### Exercise objective
Across the entries below, tally every line that holds the string "occur" and reply with the number only.

### The input
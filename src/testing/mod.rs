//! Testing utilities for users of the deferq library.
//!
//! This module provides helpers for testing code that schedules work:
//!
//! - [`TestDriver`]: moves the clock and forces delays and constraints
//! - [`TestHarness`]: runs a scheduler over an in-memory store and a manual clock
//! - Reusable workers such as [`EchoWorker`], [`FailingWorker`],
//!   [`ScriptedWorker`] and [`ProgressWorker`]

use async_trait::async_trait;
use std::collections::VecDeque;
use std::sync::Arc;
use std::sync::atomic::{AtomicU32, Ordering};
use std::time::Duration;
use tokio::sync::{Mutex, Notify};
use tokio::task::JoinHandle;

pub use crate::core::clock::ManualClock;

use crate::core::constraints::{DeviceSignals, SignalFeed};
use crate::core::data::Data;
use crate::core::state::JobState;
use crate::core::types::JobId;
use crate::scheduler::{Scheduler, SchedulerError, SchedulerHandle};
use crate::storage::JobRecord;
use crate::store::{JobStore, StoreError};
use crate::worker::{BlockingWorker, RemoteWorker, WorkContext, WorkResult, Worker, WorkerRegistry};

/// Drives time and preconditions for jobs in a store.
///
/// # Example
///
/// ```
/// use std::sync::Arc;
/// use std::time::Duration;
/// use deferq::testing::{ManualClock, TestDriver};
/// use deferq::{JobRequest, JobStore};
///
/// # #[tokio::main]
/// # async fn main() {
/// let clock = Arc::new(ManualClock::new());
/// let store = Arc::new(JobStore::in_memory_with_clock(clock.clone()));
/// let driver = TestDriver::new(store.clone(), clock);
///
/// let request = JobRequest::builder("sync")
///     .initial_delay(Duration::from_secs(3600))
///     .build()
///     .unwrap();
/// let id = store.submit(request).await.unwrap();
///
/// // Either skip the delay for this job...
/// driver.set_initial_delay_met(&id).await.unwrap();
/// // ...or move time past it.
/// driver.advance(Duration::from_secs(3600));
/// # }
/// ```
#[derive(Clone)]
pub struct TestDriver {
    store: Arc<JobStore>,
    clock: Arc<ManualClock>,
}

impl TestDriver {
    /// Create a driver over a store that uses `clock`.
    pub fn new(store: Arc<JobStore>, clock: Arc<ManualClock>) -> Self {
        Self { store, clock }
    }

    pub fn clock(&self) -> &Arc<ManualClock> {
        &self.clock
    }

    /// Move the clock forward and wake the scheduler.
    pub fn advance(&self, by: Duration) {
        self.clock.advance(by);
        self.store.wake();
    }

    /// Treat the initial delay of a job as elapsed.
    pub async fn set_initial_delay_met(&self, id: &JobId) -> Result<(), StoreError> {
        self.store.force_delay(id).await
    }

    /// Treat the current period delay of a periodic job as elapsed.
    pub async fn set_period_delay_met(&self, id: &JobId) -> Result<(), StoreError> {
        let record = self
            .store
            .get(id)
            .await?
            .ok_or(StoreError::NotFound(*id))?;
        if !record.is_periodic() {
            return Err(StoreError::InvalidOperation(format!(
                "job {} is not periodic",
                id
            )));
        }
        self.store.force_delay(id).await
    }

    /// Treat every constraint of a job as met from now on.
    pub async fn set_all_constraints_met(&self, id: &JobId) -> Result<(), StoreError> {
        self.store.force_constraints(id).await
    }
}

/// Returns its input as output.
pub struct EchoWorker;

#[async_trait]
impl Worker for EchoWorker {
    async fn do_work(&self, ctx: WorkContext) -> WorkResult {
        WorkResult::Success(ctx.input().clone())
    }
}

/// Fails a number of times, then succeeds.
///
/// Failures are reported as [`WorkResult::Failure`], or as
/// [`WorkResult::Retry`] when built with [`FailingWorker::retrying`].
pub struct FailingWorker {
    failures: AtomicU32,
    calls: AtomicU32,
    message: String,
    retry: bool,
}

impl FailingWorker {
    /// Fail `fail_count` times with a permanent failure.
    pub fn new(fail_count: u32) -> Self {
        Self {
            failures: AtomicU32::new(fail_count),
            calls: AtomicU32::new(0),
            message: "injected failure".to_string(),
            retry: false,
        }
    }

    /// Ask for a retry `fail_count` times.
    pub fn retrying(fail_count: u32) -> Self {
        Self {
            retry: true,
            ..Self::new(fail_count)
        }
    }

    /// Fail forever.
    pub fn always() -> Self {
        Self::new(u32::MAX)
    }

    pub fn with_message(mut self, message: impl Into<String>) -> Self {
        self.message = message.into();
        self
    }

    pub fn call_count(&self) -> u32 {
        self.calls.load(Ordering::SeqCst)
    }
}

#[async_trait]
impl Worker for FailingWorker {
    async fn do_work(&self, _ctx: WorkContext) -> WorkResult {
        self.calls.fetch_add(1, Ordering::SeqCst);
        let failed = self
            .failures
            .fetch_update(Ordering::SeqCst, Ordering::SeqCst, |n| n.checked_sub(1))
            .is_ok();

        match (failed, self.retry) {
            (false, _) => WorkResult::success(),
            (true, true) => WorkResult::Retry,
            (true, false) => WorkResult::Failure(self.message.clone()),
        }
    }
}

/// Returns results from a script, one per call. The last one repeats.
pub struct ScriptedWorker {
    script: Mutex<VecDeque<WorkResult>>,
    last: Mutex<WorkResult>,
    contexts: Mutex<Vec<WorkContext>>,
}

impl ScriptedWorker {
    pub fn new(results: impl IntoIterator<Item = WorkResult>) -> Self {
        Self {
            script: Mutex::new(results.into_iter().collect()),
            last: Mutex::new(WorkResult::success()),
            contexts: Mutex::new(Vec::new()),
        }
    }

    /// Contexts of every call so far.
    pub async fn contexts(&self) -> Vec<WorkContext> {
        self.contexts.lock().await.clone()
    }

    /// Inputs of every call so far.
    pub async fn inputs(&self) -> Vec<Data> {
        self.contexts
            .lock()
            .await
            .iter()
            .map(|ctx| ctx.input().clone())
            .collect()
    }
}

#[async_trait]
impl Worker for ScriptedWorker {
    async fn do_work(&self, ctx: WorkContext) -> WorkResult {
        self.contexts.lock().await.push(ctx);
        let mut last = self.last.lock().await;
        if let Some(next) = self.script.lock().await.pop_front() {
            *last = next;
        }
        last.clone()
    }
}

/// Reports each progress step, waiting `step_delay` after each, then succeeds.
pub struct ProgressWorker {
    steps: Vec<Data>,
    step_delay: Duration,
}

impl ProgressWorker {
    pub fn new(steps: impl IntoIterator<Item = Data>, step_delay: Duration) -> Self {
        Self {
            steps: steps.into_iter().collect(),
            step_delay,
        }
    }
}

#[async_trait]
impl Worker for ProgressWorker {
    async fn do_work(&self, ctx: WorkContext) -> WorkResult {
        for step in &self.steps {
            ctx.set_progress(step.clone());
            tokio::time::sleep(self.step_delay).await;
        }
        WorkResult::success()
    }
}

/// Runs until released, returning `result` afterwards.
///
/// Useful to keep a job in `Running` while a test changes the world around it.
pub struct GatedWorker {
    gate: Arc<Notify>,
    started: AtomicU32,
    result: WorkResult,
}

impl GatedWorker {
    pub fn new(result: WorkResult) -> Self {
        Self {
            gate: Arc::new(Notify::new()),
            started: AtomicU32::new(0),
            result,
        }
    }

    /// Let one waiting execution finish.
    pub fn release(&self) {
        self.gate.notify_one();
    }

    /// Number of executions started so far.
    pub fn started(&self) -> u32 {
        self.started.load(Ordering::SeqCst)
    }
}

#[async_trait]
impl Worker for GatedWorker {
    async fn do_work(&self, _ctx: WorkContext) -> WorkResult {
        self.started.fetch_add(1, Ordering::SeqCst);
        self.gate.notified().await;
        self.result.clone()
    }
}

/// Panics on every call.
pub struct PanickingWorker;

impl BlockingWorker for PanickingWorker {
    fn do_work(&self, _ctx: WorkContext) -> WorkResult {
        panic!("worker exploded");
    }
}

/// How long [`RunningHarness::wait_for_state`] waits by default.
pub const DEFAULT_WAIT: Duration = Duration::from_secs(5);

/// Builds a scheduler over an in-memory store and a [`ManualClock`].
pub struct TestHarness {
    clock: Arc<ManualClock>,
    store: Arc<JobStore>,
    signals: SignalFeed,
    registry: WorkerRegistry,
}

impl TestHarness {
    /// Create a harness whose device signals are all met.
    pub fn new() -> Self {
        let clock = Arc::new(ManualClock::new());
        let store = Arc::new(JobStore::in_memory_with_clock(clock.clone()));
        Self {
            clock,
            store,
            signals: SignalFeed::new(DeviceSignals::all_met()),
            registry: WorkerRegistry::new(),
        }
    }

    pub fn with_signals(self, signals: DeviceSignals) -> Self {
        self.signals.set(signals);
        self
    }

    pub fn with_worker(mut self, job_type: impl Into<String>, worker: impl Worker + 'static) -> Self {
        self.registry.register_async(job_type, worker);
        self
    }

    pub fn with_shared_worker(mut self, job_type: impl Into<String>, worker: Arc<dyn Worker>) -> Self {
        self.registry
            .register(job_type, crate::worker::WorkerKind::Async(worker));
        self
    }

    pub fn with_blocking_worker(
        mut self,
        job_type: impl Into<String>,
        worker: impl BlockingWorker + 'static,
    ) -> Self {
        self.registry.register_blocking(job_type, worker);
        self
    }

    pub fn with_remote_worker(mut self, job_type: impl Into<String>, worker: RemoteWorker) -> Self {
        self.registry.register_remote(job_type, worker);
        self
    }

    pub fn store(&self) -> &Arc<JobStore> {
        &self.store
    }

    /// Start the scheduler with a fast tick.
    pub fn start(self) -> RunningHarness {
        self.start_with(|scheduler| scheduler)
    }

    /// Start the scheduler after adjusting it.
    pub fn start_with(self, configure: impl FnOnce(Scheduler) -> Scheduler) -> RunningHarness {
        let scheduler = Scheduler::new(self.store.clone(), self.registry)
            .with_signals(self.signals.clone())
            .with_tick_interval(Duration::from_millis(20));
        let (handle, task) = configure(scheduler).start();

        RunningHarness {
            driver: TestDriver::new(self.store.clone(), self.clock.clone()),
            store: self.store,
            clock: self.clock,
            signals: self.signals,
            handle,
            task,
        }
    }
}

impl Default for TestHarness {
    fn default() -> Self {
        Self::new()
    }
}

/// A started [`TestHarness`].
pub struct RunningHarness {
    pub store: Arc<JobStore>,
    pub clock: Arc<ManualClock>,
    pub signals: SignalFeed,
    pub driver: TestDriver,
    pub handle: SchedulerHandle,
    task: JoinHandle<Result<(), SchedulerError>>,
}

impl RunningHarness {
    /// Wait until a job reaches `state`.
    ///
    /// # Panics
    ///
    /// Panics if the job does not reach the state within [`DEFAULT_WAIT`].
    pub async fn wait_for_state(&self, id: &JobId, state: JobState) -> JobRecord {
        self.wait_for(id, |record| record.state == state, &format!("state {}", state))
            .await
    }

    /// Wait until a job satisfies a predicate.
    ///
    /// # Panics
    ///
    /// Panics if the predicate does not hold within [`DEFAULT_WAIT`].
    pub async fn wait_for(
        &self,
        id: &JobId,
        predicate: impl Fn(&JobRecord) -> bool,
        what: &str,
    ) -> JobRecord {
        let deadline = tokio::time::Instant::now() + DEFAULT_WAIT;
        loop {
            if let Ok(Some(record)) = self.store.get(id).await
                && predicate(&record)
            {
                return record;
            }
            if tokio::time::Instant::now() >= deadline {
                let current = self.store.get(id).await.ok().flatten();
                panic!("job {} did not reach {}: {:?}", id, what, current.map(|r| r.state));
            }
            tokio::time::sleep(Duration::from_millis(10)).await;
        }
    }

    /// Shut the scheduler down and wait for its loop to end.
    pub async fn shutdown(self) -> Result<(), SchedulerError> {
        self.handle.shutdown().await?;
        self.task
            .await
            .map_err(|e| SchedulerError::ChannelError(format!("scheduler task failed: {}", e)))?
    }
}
---
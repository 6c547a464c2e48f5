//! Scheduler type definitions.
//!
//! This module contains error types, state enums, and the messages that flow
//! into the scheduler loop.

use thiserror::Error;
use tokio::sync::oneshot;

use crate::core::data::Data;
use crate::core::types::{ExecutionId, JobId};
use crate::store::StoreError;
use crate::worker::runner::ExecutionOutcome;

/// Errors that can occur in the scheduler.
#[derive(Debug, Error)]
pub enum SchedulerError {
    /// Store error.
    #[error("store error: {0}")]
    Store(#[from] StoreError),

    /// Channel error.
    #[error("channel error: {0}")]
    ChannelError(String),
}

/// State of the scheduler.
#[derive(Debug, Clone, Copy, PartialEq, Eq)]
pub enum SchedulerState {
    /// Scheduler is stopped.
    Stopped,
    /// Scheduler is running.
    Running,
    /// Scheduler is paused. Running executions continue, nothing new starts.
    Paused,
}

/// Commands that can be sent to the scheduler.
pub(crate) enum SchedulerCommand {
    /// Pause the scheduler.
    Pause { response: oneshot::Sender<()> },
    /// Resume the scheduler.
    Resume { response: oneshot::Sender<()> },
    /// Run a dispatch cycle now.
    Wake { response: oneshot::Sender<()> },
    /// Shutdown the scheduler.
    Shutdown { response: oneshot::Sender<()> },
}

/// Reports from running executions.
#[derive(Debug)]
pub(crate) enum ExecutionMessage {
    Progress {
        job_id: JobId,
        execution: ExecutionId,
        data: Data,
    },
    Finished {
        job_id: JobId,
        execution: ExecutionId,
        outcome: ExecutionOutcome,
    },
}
==
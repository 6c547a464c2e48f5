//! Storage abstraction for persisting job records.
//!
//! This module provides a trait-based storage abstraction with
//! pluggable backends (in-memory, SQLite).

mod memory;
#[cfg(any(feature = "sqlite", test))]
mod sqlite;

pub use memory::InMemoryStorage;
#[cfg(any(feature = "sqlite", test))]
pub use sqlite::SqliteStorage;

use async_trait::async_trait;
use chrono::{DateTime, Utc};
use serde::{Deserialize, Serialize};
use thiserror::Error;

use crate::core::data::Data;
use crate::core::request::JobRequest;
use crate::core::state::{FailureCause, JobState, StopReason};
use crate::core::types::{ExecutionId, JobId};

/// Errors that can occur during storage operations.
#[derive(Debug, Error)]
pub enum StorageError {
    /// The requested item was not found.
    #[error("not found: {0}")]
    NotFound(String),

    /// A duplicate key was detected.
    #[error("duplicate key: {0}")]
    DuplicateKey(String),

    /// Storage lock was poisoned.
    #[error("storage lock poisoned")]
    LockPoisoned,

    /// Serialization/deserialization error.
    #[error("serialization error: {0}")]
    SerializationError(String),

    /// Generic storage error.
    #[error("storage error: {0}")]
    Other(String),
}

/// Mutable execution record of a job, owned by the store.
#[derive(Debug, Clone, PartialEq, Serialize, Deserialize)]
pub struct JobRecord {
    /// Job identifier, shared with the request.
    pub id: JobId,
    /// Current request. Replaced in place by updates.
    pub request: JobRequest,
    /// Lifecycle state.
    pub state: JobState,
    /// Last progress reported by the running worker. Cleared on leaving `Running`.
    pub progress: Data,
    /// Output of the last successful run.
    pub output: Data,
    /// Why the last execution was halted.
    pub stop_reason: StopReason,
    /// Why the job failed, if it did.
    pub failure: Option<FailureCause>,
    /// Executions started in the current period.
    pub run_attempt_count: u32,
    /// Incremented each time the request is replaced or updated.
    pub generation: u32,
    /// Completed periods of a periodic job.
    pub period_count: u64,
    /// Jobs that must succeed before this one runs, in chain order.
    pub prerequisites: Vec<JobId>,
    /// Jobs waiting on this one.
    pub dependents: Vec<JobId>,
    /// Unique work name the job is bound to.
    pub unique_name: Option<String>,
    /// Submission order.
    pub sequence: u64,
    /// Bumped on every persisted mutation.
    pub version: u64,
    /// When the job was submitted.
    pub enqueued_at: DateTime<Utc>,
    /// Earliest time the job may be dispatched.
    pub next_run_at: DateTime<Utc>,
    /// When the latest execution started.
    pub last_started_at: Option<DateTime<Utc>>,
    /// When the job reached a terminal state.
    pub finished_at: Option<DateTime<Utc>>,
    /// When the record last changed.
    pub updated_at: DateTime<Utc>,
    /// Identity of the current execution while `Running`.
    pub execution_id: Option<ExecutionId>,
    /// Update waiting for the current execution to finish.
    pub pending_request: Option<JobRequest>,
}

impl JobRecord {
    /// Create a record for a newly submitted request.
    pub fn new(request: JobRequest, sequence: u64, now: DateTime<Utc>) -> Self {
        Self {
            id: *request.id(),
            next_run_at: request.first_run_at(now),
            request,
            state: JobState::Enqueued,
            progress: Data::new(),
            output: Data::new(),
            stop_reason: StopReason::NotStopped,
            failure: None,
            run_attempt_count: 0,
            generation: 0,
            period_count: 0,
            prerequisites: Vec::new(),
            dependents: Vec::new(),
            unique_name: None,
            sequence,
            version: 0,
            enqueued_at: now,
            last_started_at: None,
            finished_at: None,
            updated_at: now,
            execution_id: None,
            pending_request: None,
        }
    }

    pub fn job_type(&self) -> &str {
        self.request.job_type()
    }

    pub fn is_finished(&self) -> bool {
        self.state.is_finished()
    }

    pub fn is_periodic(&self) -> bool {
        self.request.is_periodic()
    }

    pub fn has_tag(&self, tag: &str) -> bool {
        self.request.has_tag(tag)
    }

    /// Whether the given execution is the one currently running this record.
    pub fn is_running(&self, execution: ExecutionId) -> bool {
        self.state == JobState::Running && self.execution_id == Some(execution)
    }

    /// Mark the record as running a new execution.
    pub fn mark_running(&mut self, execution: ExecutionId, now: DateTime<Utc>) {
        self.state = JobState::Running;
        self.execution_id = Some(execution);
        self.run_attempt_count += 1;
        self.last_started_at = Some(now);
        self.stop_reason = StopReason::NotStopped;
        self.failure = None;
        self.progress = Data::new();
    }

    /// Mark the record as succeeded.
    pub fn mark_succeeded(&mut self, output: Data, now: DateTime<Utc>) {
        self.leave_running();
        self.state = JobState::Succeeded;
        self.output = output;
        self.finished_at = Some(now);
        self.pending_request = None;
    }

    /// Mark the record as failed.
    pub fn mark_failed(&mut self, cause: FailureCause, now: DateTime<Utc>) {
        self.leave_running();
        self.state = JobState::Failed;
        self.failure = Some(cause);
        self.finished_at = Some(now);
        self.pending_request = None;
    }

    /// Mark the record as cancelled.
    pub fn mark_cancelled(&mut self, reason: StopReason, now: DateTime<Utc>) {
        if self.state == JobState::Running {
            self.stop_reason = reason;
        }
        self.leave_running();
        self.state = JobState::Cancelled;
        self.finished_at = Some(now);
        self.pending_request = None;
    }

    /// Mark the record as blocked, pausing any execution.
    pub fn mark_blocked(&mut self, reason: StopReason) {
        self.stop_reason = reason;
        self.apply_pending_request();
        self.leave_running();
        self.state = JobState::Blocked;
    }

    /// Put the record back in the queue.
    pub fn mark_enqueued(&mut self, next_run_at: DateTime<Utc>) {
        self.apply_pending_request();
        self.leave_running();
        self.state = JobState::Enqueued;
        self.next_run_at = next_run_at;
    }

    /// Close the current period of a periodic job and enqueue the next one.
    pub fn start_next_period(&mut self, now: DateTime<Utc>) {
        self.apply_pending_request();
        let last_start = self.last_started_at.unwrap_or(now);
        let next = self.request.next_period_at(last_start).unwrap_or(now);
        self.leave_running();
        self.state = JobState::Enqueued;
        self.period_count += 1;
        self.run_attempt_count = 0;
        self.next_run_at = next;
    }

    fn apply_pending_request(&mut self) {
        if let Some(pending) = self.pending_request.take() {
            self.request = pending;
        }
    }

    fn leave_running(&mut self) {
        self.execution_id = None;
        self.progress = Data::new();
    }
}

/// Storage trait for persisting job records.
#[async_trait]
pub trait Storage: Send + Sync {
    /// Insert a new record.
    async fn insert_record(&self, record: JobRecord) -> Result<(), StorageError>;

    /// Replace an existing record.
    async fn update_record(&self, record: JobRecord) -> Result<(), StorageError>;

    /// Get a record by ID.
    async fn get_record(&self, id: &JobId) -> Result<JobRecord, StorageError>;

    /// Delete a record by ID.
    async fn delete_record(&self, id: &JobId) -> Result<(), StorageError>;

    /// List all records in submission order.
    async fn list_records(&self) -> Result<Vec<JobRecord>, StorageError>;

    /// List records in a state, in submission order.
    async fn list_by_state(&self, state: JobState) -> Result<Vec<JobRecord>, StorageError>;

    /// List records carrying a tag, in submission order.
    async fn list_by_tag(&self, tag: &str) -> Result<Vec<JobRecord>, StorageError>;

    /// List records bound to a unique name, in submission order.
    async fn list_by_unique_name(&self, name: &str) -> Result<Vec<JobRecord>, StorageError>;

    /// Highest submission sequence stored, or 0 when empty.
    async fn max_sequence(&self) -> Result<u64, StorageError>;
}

### Task answer
2